Если установлен злокачественный характер опухоли, приходят на консультацию к специалисту онкологу, хирургу.
Лекарства помогают снизить давление перед операцией. Чтобы вылечить пациента полностью, опухоль необходимо удалять.
Хирургия использует методы адреналэктомии, операции по удалению надпочечника:
- Лапароскопия – введение микроинструментов через маленький разрез на животе и извлечение опухоли, применяется для удаления маленьких образований.
- Открытая операция – прямой доступ к опухоли через открытый разрез на животе, применяется для удаления образований размером больше 8 см.
Важно удалить опухоль вместе с капсулой. Частичное удаление повысит вероятность рецидива. Пациенту дают общую анестезию.
Способы, которые используются для лечения злокачественной феохромоцитомы:
- Хирургическая операция;
- Радиотерапия;
- Химиотерапия;
- Криоабляция;
- Эмболизация – блокировка питающей опухоль артерии;
- Целенаправленное блокирование ферментов, белков, способствующих развитию образования.
Чтобы снизить давление, за 14 дней до операции назначают приём медикаментов:
- Чтобы расслабить мышцы сосудов, нейтрализовать норадреналин – альфа-адреноблокаторы доксазозин, феноксибензамин, празозин.
- Для ослабления действия адреналина, снижения пульса – бета-блокаторы пропранолол, метопролол, атенолол.
- Для блокировки кальциевых каналов – нифедипин, амлодипин.
При слегка повышенном давлении применяют препарат мягкого действия Дилтиазем.
Единичные опухоли эффективно лечатся с помощью операции и рецидивируют только в 15% случаев.
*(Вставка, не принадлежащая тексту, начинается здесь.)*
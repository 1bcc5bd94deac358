
use crate::{
    db::{
        cancel::CancelToken,
        populate::{PopulatePlan, PopulateSpec, Resolver},
        predicate::PredicateCache,
        store::MemoryStore,
    },
    error::Error,
    obs::{MetricsEvent, MetricsSink},
    test_support::blog_registry,
    value::{Document, Status, Value},
};
use std::sync::{Mutex, PoisonError};

///
/// EventLog
///
/// Sink that keeps the populate events it sees.
///

#[derive(Default)]
struct EventLog {
    batches: Mutex<Vec<(String, String, u64, u64)>>,
    cycle_skips: Mutex<u64>,
}

impl EventLog {
    fn batches(&self) -> Vec<(String, String, u64, u64)> {
        self.batches
            .lock()
            .unwrap_or_else(PoisonError::into_inner)
            .clone()
    }

    fn cycle_skips(&self) -> u64 {
        *self.cycle_skips.lock().unwrap_or_else(PoisonError::into_inner)
    }
}

impl MetricsSink for EventLog {
    fn record(&self, event: MetricsEvent<'_>) {
        match event {
            MetricsEvent::PopulateBatch {
                doc_type,
                attribute,
                requested,
                fetched,
            } => self
                .batches
                .lock()
                .unwrap_or_else(PoisonError::into_inner)
                .push((doc_type.to_string(), attribute.to_string(), requested, fetched)),
            MetricsEvent::CycleSkip { .. } => {
                *self.cycle_skips.lock().unwrap_or_else(PoisonError::into_inner) += 1;
            }
            _ => {}
        }
    }
}

fn plan(spec: &PopulateSpec) -> PopulatePlan {
    let registry = blog_registry();
    let article = registry.try_get("article").unwrap();

    PopulatePlan::build(&registry, article, spec, &PredicateCache::new(8)).unwrap()
}

async fn populate_with(
    store: &MemoryStore,
    sink: &EventLog,
    roots: &mut [Document],
    spec: &PopulateSpec,
    cancel: &CancelToken,
) -> Result<(), Error> {
    let plan = plan(spec);

    Resolver::new(store, Some(Status::Published), cancel, sink)
        .resolve(roots, &plan)
        .await
}

async fn populate(store: &MemoryStore, roots: &mut [Document], spec: &PopulateSpec) -> Result<(), Error> {
    populate_with(store, &EventLog::default(), roots, spec, &CancelToken::never()).await
}

fn published(store: &MemoryStore, id: &str) -> Document {
    store
        .get("article", &id.into(), Some(Status::Published))
        .unwrap()
}

fn doc(value: Option<&Value>) -> &Document {
    value
        .and_then(Value::as_document)
        .expect("expected a populated document")
}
Прогноз после удаления доброкачественной феохромоцитомы благоприятный. Выживаемость 95% в течение пяти лет. При удалении феохромобластомы – 44%.
Если возникли осложнения, операция не помогла и давление по-прежнему высокое, значит, опухоль удалена не полностью или повреждена почечная артерия.
Множественные поражения трудно излечимы, стандарты лечения не предусмотрены. Так как полное удаление сопряжено с риском, операция проходит в несколько этапов или проводится частичная резекция.
Консервативное лечение медикаментами предотвращает кризы и способно снизить количество катехоламиновых гормонов на 80%. Но лекарственное средство альфа-метил-эль-тирозин вызывает серьёзные побочные эффекты – психические отклонения и нарушение работы пищеварения. Поэтому длительный приём разрушающих медикаментов целесообразнее заменить операцией.
Для лечения неоперабельной опухоли назначают введение 10 мг Регитина внутримышечно 4 раза в день.